Identificam-se, no discurso de Cláudio Assis, algumas lutas no interior do subcampo:

Produção cinematográfica do Sudeste versus Nordeste e outras regiões;  Cinema de maiores recursos orçamentários contra cinema não-comercial;

 Lutas entre agentes criadores do subcampo de capitais simbólicos distintos: arte contra comércio; que representam correntes estéticas opostas, como o filme de características mais narrativas versus o filme de aspectos mais experimentais;  Produtores / criadores de visibilidade nacional contra agentes produtores / criadores

de reconhecimento local.

Lutas que são confirmadas, involuntariamente, por Walter Salles, que considera a distinção – cinema brasileiro comercial e cinema brasileiro independente:

Eu, por exemplo, adorei o ultimo filme do Beto Brant, "Cão Sem Dono", que fez 20 mil espectadores. Isso pode ser pouco, mas acho que o filme em si supera qualquer possibilidade de quantificação matemática. É preciso transcender essas categorias mesquinhas e ver qual é o legado de um filme. Essa é a grande questão: Qual é o legado de um filme, de uma cinematografia? Pra que ela existe? No Brasil, diria que, se há um cinema que está em crise, é o cinema comercial feito aqui. Não é o cinema de autor que o Beto Brant representa. Há uma necessidade de redirecionar

esse debate que parece estar sendo travado à luz de instrumentos que vêm de fora pra dentro. Há também os exemplos que trazem otimismo. (GIANNINI, 2008).

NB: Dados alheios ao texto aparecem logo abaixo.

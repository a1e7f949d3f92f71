//! Typed client for the external messaging provider (Evolution API wire
//! shape): channel lifecycle, recipient existence checks, text/media send.
//!
//! The [`ProviderClient`] trait is the seam consumed by the campaign engine
//! and channel registry; [`EvolutionClient`] is the HTTP implementation.

pub mod client;
pub mod error;
pub mod types;

pub use {
    client::{EvolutionClient, ProviderClient},
    error::{Error, Result},
    types::{MediaKind, PairingArtifact, ProviderChannelInfo, ProvisionedChannel, RecipientCheck},
};
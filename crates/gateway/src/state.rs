use std::sync::Arc;

use {async_trait::async_trait, sqlx::SqlitePool};

use {
    outreach_broadcast::ProgressBroadcaster,
    outreach_campaigns::{CampaignService, ChannelDirectory, SqliteCampaignStore},
    outreach_channels::{ChannelRegistry, ChannelStore, SqliteChannelStore, WebhookReceiver},
    outreach_provider::ProviderClient,
};

/// Shared state handed to every handler.
pub struct AppState {
    pub campaigns: Arc<CampaignService>,
    pub channels: Arc<ChannelRegistry>,
    pub webhook: Arc<WebhookReceiver>,
    pub broadcaster: Arc<ProgressBroadcaster>,
}

impl AppState {
    /// Wire up stores, registry, engine, and broadcaster over a shared pool.
    /// Migrations must already have been run on the pool.
    pub fn build(pool: SqlitePool, provider: Arc<dyn ProviderClient>) -> Arc<Self> {
        let broadcaster = Arc::new(ProgressBroadcaster::new());

        let channel_store: Arc<dyn ChannelStore> =
            Arc::new(SqliteChannelStore::with_pool(pool.clone()));
        let channels = Arc::new(ChannelRegistry::new(
            Arc::clone(&channel_store),
            Arc::clone(&provider),
            Arc::clone(&broadcaster),
        ));
        let webhook = Arc::new(WebhookReceiver::new(Arc::clone(&channels)));

        let campaigns = CampaignService::new(
            Arc::new(SqliteCampaignStore::with_pool(pool)),
            provider,
            Arc::clone(&broadcaster),
            Arc::new(StoreChannelDirectory {
                store: channel_store,
            }),
        );

        Arc::new(Self {
            campaigns,
            channels,
            webhook,
            broadcaster,
        })
    }
}

/// [`ChannelDirectory`] backed by the channel store.
struct StoreChannelDirectory {
    store: Arc<dyn ChannelStore>,
}

#[async_trait]
impl ChannelDirectory for StoreChannelDirectory {
    async fn external_name(
        &self,
        owner_id: &str,
        channel_id: &str,
    ) -> anyhow::Result<Option<String>> {
        let channel = self
            .store
            .get_for_owner(channel_id, owner_id)
            .await
            .map_err(anyhow::Error::new)?;
        Ok(channel.map(|c| c.external_name))
    }
}
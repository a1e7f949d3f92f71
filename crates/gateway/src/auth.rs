//! Owner identity extraction.
//!
//! Authentication and authorization live in front of this service; by the
//! time a request arrives, the upstream layer has resolved the caller and
//! injected their identity as a header. Requests without it are rejected.

use axum::{extract::FromRequestParts, http::request::Parts};

use crate::error::ApiError;

pub const OWNER_HEADER: &str = "x-owner-id";

/// The authenticated owner on whose behalf a request runs.
#[derive(Debug, Clone)]
pub struct OwnerId(pub String);

impl<S> FromRequestParts<S> for OwnerId
where
    S: Send + Sync,
{
    type Rejection = ApiError;

    async fn from_request_parts(parts: &mut Parts, _state: &S) -> Result<Self, Self::Rejection> {
        parts
            .headers
            .get(OWNER_HEADER)
            .and_then(|v| v.to_str().ok())
            .filter(|v| !v.is_empty())
            .map(|v| Self(v.to_string()))
            .ok_or_else(|| ApiError::unauthorized("missing owner identity"))
    }
}
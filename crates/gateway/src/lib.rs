//! HTTP surface for the campaign dispatch service: campaign CRUD and
//! control actions, channel provisioning and reconciliation, and the
//! provider webhook ingress.
//!
//! Authentication is handled upstream; handlers trust the owner identity
//! injected in the `x-owner-id` header.

pub mod auth;
pub mod campaign_routes;
pub mod channel_routes;
pub mod config;
pub mod error;
pub mod server;
pub mod state;
pub mod webhook_routes;

pub use {config::GatewayConfig, server::build_router, state::AppState};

Cineasta com capital simbólico distinto, o diretor de cinema e televisão Daniel Filho, responsável por alguns dos maiores sucessos de bilheteria do cinema brasileiro contemporâneo, e a propósito da repercussão junto ao público do filme por ele dirigido, Se eu fosse você 2, fez considerações sobre o cinema nacional em entrevista ao jornal Folha de S. Paulo, defendendo o cinema comercial e não poupando críticas a colegas cineastas. Para Daniel Filho, o público espectador quer assistir a “filme bem realizado, que diverte, que te completa. E não é só comédia. Se olharmos as dez maiores bilheterias do cinema nacional em dez anos, vamos ver que existe uma variedade de assuntos. Tem duas biografias, 2 Filhos de Francisco e Cazuza; temos Cidade de Deus e Carandiru”.

Se Eu Fosse Você 2 é um cinema de entretenimento, algo que eu sempre

defendi e defendo. As grandes bilheterias do mundo são ocupadas por entretenimento popular. Até 2 Filhos de Francisco, um melodrama, não deixa de ser apoiado em dois astros sertanejos que falam da vida deles e cantam suas músicas de sucesso. Então fica a indagação para nós, que fazemos cinema: o que o público quer ver? Como a gente faz para tirar alguém de casa para ver filme nacional?... (...) ... Eu vejo muitos diretores fazendo filmes e correndo para ver se pegam o festival de Cannes, o de Berlim. “Ah, eu vou pro [festival de] Sundance, eu vou pra não sei o quê”. É uma preocupação muito grande com o exterior. E eu sou o camarada que acredita no ditado: agrade a sua vila que você vai agradar ao mundo. Você tem que agradar aqui, no Brasil. O público quer ver esse filme? Ou é você que quer fazer esse filme? Queremos ser todos Godard e Glauber Rocha? A crítica aplaude esses filmes meio malditos, que têm pouco público. É uma dicotomia entre o que a crítica pensa e o que o público quer ver. (BÉRGAMO, 2009).